Wild reflections
Diverse show at Moxie’s features photographs, paintings and furnishings
An interesting assortment of styles and mediums is currently on the walls at Moxie’s Café & Gallery, in downtown Chico—from powerfully stark photographs to symbolic pieces and peculiar altars. Here are a few of the more captivating visions.
By far the most eye-catching pieces are Bill Iha’s powerful black-and-white photographs, this collection dubbed “A Potpourri of Places (& Styles).” Iha’s keen eye for textures, contrasts and forms is markedly demonstrated with each of these offerings. And the “places” part of the title is apt: From the sharp, character-filled smiles of two children in a doorway in Berdychir, Ukraine, to the soft, serious expression on the face of a girl in a ceremonial kimono at a Japanese temple, these photos skip from one corner of the world to the next with grace and intelligence.
Even so, Iha’s studies in contrasts make for his most remarkable pieces. In “Vanessa @ Dusk w/Iron Work,” the twist in the nude’s waist softly suggests the exaggerated twists in the wrought-iron supports of the railing she poses behind, while the dark edges of the metal contrast dynamically with the woman’s softly glowing skin.
With “Kalissa in Eucalyptus,” the model’s exposed flesh against and amongst the peeling bark of the eucalyptus tree simultaneously suggests both the softness and roughness of the rolls of bark, implying the same aspects, perhaps, in “Kalissa,” as well, her stark gaze gently boring into the viewer.
Painter Janet Allenspach’s neo-Aboriginal-influenced symbolic pieces are her most alluring here. The small canvases with their brilliant and colorful evocations of Aboriginal ceremonial sand art depict duos—dragonflies, toucans, a dolphin and a human, and two human dancers in ceremonial garb—doubled creatures centered and radiating repeating globules of color—yellow, red, blue. Or perhaps it is the repeating patterns that create the figures at their centers? The suggestion of energy flowing into and out of living creatures seems central to these pieces. But then we are all supposedly creating and being created by the Dreamtime.
The most intriguing of Gregg Payne’s highly symbolic pieces is probably “Moon Rise.” A leafless, twisted tree seems both to capture and to be contained by the huge, radiant, gently pan-chromatic sphere, an eagle creating a gyre on the left within the plane of the disc. Energy, death and renewal—all are suggested.

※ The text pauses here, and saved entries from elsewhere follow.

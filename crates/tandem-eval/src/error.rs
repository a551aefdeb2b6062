use thiserror::Error;

/// Failures while evaluating a loop body for one step.
#[derive(Debug, Clone, PartialEq, Eq, Error)]
pub enum EvalError {
    #[error("integer overflow in `{op}`")]
    Overflow { op: &'static str },

    #[error("division by zero in `{op}`")]
    DivByZero { op: &'static str },

    #[error("`{op}` expects {expected}, got {got}")]
    Type {
        op: &'static str,
        expected: &'static str,
        got: &'static str,
    },

    #[error("argument {arg} out of range for arity {arity}")]
    ArgOutOfRange { arg: usize, arity: usize },

    #[error("`index` used in a loop without a step index")]
    NoIndex,
}

/// Problems found while loading a plan file.
#[derive(Debug, Error)]
pub enum PlanError {
    #[error("parse plan JSON: {0}")]
    Json(#[from] serde_json::Error),

    #[error("plan schema_version mismatch: expected {expected} got {got:?}")]
    SchemaVersion { expected: &'static str, got: String },

    #[error("plan needs between 1 and {max} sources, got {got}")]
    Arity { got: usize, max: usize },

    #[error("{ptr}: {msg}")]
    Source { ptr: String, msg: String },

    #[error("{ptr}: {msg}")]
    Expr { ptr: String, msg: String },

    #[error("mode {mode} requires a predicate")]
    MissingPredicate { mode: &'static str },

    #[error("mode {mode} does not take a predicate")]
    UnexpectedPredicate { mode: &'static str },
}
//! Presence-checking entry points.
//!
//! Every entry point takes a tuple of `Option` sources. If any source
//! is `None` the result is `None`: absence propagates, it never turns into an
//! empty loop. Otherwise the result is a [`Lockstep`] that has not touched its
//! sources yet.
//!
//! `filter_map*` poll `ctx` with `site` before every advance attempt;
//! `take_while_map*` do not poll.

use crate::closure::{Indexed, Plain};
use crate::ctx::ExecCtx;
use crate::lockstep::Lockstep;
use crate::policy::{FilterMap, Map, TakeWhileMap, TryFilterMap, TryMap, TryTakeWhileMap};
use crate::sources::{MaybeSources, StepItem};

fn lockstep<M, P>(sources: M, policy: P) -> Option<Lockstep<M::Sources, P>>
where
    M: MaybeSources,
{
    Some(Lockstep::new(sources.present()?, policy))
}

/// Transforms every step tuple; stops when the shortest source runs out.
///
/// ```
/// let out: Vec<i32> = tandem::map((Some(vec![1, 2, 3, 4]), Some(vec![10, 20])), |(a, b)| a + b)
///     .expect("all sources present")
///     .collect();
/// assert_eq!(out, vec![11, 22]);
/// ```
pub fn map<M, F, R>(sources: M, transform: F) -> Option<Lockstep<M::Sources, Map<Plain<F>>>>
where
    M: MaybeSources,
    F: FnMut(StepItem<M>) -> R,
{
    lockstep(sources, Map::new(Plain(transform)))
}

/// Like [`map`], with the 0-based step index as the first closure argument.
pub fn map_indexed<M, F, R>(
    sources: M,
    transform: F,
) -> Option<Lockstep<M::Sources, Map<Indexed<F>>>>
where
    M: MaybeSources,
    F: FnMut(u64, StepItem<M>) -> R,
{
    lockstep(sources, Map::new(Indexed(transform)))
}

/// Transforms the step tuples `predicate` accepts and skips the others.
///
/// The index handed to indexed closures counts advances, not outputs.
pub fn filter_map<M, P, F, R, C, Id>(
    sources: M,
    predicate: P,
    transform: F,
    ctx: C,
    site: Id,
) -> Option<Lockstep<M::Sources, FilterMap<Plain<P>, Plain<F>, C, Id>>>
where
    M: MaybeSources,
    P: FnMut(&StepItem<M>) -> bool,
    F: FnMut(StepItem<M>) -> R,
    C: ExecCtx<Id>,
{
    lockstep(
        sources,
        FilterMap::new(Plain(predicate), Plain(transform), ctx, site),
    )
}

pub fn filter_map_indexed<M, P, F, R, C, Id>(
    sources: M,
    predicate: P,
    transform: F,
    ctx: C,
    site: Id,
) -> Option<Lockstep<M::Sources, FilterMap<Indexed<P>, Indexed<F>, C, Id>>>
where
    M: MaybeSources,
    P: FnMut(u64, &StepItem<M>) -> bool,
    F: FnMut(u64, StepItem<M>) -> R,
    C: ExecCtx<Id>,
{
    lockstep(
        sources,
        FilterMap::new(Indexed(predicate), Indexed(transform), ctx, site),
    )
}

/// Transforms step tuples until `predicate` first rejects one, then stops for
/// good, even if later tuples would pass.
pub fn take_while_map<M, P, F, R>(
    sources: M,
    predicate: P,
    transform: F,
) -> Option<Lockstep<M::Sources, TakeWhileMap<Plain<P>, Plain<F>>>>
where
    M: MaybeSources,
    P: FnMut(&StepItem<M>) -> bool,
    F: FnMut(StepItem<M>) -> R,
{
    lockstep(sources, TakeWhileMap::new(Plain(predicate), Plain(transform)))
}

pub fn take_while_map_indexed<M, P, F, R>(
    sources: M,
    predicate: P,
    transform: F,
) -> Option<Lockstep<M::Sources, TakeWhileMap<Indexed<P>, Indexed<F>>>>
where
    M: MaybeSources,
    P: FnMut(u64, &StepItem<M>) -> bool,
    F: FnMut(u64, StepItem<M>) -> R,
{
    lockstep(
        sources,
        TakeWhileMap::new(Indexed(predicate), Indexed(transform)),
    )
}

/// Fallible [`map`]. The first `Err` releases the cursors, is yielded, and ends
/// the loop.
pub fn try_map<M, F, O, E>(
    sources: M,
    transform: F,
) -> Option<Lockstep<M::Sources, TryMap<Plain<F>>>>
where
    M: MaybeSources,
    F: FnMut(StepItem<M>) -> Result<O, E>,
{
    lockstep(sources, TryMap::new(Plain(transform)))
}

pub fn try_map_indexed<M, F, O, E>(
    sources: M,
    transform: F,
) -> Option<Lockstep<M::Sources, TryMap<Indexed<F>>>>
where
    M: MaybeSources,
    F: FnMut(u64, StepItem<M>) -> Result<O, E>,
{
    lockstep(sources, TryMap::new(Indexed(transform)))
}

/// Fallible [`filter_map`]. An `Err` from either closure ends the loop after
/// being yielded once.
pub fn try_filter_map<M, P, F, O, E, C, Id>(
    sources: M,
    predicate: P,
    transform: F,
    ctx: C,
    site: Id,
) -> Option<Lockstep<M::Sources, TryFilterMap<Plain<P>, Plain<F>, C, Id>>>
where
    M: MaybeSources,
    P: FnMut(&StepItem<M>) -> Result<bool, E>,
    F: FnMut(StepItem<M>) -> Result<O, E>,
    C: ExecCtx<Id>,
{
    lockstep(
        sources,
        TryFilterMap::new(Plain(predicate), Plain(transform), ctx, site),
    )
}

pub fn try_filter_map_indexed<M, P, F, O, E, C, Id>(
    sources: M,
    predicate: P,
    transform: F,
    ctx: C,
    site: Id,
) -> Option<Lockstep<M::Sources, TryFilterMap<Indexed<P>, Indexed<F>, C, Id>>>
where
    M: MaybeSources,
    P: FnMut(u64, &StepItem<M>) -> Result<bool, E>,
    F: FnMut(u64, StepItem<M>) -> Result<O, E>,
    C: ExecCtx<Id>,
{
    lockstep(
        sources,
        TryFilterMap::new(Indexed(predicate), Indexed(transform), ctx, site),
    )
}

pub fn try_take_while_map<M, P, F, O, E>(
    sources: M,
    predicate: P,
    transform: F,
) -> Option<Lockstep<M::Sources, TryTakeWhileMap<Plain<P>, Plain<F>>>>
where
    M: MaybeSources,
    P: FnMut(&StepItem<M>) -> Result<bool, E>,
    F: FnMut(StepItem<M>) -> Result<O, E>,
{
    lockstep(
        sources,
        TryTakeWhileMap::new(Plain(predicate), Plain(transform)),
    )
}

pub fn try_take_while_map_indexed<M, P, F, O, E>(
    sources: M,
    predicate: P,
    transform: F,
) -> Option<Lockstep<M::Sources, TryTakeWhileMap<Indexed<P>, Indexed<F>>>>
where
    M: MaybeSources,
    P: FnMut(u64, &StepItem<M>) -> Result<bool, E>,
    F: FnMut(u64, StepItem<M>) -> Result<O, E>,
{
    lockstep(
        sources,
        TryTakeWhileMap::new(Indexed(predicate), Indexed(transform)),
    )
}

Onnah Sisk’s “Searching for Water” is a kind of flat, angular, wall-mounted altar created from sharply cut boards and bamboo, showcasing an odd, tree-painted panel. It all perhaps suggests drought and thirst, and even the absence of liquid depth—but that might be stretching things.
Jeb Sisk’s “Mirror Reflection # 9” is a 3-by-2-foot frame and mirror, the wooden frame perhaps the most interesting aspect of the thing. Sisk’s “furniture” pieces often contain an element of playfulness, and this work is no exception. Here, the twisting, writhing frame creates the impression of a living, wild creature, complete with leg-like appendages below and above—a beast of the imagination. Which also says a thing or two about the true nature of the creature who’s doing the observing!
And Sisko’s “An Altar for All Reasons” is a three-dimensional, wall-mounted piece of glass and wood featuring the heads of Christ and an Egyptian deity, and those of Hindu, African, and Native American gods, as well—the whole thing somehow conveying a quirky good humor amidst rolling deep greens. Of course, perhaps the most important deity of all can be glimpsed in the mirror that backs the altar.
Also displayed are works by Dylan Tellesen and Peder Liljequist. Check them all out.